Page 56. Exercise 6. Let $f$ be defined as follows: $f(x)=1$ for $0\le x\le1$; $f(x)=2$ for $1\lt x\le2$. The function is not defined if $x\lt0$ or if $x>2$.

$a)$ Draw the graph of $f$.

$b)$ Let $g(x)=f(2x).$ Describe the domain of $g$ and draw its graph.

$c)$ Let $h(x)=f(x-2).$ Describe the domain of $h$ and draw its graph.

$d)$ Let $k(x)=f(2x)+f(x-2).$ Describe the domain of k and draw its graph.
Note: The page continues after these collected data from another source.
//! Handler metrics

use std::time::Duration;

use kduck_metrics::{
    Aggregation, Float64Measure, RecordContext, Tags, UNIT_MILLISECONDS, View, buckets_125,
};
use once_cell::sync::Lazy;

use crate::error::Result;
use crate::review::split_api_version;

pub const HANDLER_DURATION: &str = "kduck.webhook.handler.duration";

pub const WEBHOOK_TYPE_ATTR: &str = "kduck.webhook.type";
pub const GROUP_ATTR: &str = "kduck.webhook.resource.group";
pub const VERSION_ATTR: &str = "kduck.webhook.resource.version";
pub const STATUS_ATTR: &str = "kduck.webhook.status";

pub const WEBHOOK_TYPE_CONVERSION: &str = "conversion";

static HANDLER_DURATION_MEASURE: Lazy<Float64Measure> = Lazy::new(|| {
    Float64Measure::new(
        HANDLER_DURATION,
        "The duration of task execution",
        UNIT_MILLISECONDS,
    )
});

fn handler_duration_view() -> View {
    View::new(
        HANDLER_DURATION_MEASURE.measure(),
        Aggregation::Distribution(buckets_125(1.0, 100_000.0)),
    )
    .with_tag_keys([WEBHOOK_TYPE_ATTR, GROUP_ATTR, VERSION_ATTR, STATUS_ATTR])
}

/// Register the handler views. Safe to call more than once.
pub fn register_views() -> Result<()> {
    kduck_metrics::register_resource_view(&[handler_duration_view()])?;
    Ok(())
}

/// Record how long a conversion took, attributed to the desired version
pub(crate) fn record_conversion(desired_api_version: &str, status: &str, elapsed: Duration) {
    let (group, version) = split_api_version(desired_api_version);
    let tags = Tags::new()
        .with(WEBHOOK_TYPE_ATTR, WEBHOOK_TYPE_CONVERSION)
        .with(GROUP_ATTR, group)
        .with(VERSION_ATTR, version)
        .with(STATUS_ATTR, status);
    kduck_metrics::record(
        &RecordContext::new().with_tags(tags),
        HANDLER_DURATION_MEASURE.m(elapsed.as_secs_f64() * 1000.0),
    );
}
The attempt at a solution: I drew graph of $f$, it would look like this (Except function is not defined when $x < 0$ or $x > 2$):

graph of f

As for $b)$ and $c)$, since $g(x)=f(2x)$, on interval $0\le x\le1$, $g(x)=2$ as I understand, and on interval $1\lt x\le2$, $g(x)=4$, but since function $f$ is defined from $x=0$ to $x=2$, wouldn't same be true for $g(x)$? Wouldn't same be true for $c)$? What am I missing? because answer says that domain of function of $g(x)$ and $h(x)$ is different from domain of $f$, and domain of $k(x)=f(2x)+f(x-2)$ is empty.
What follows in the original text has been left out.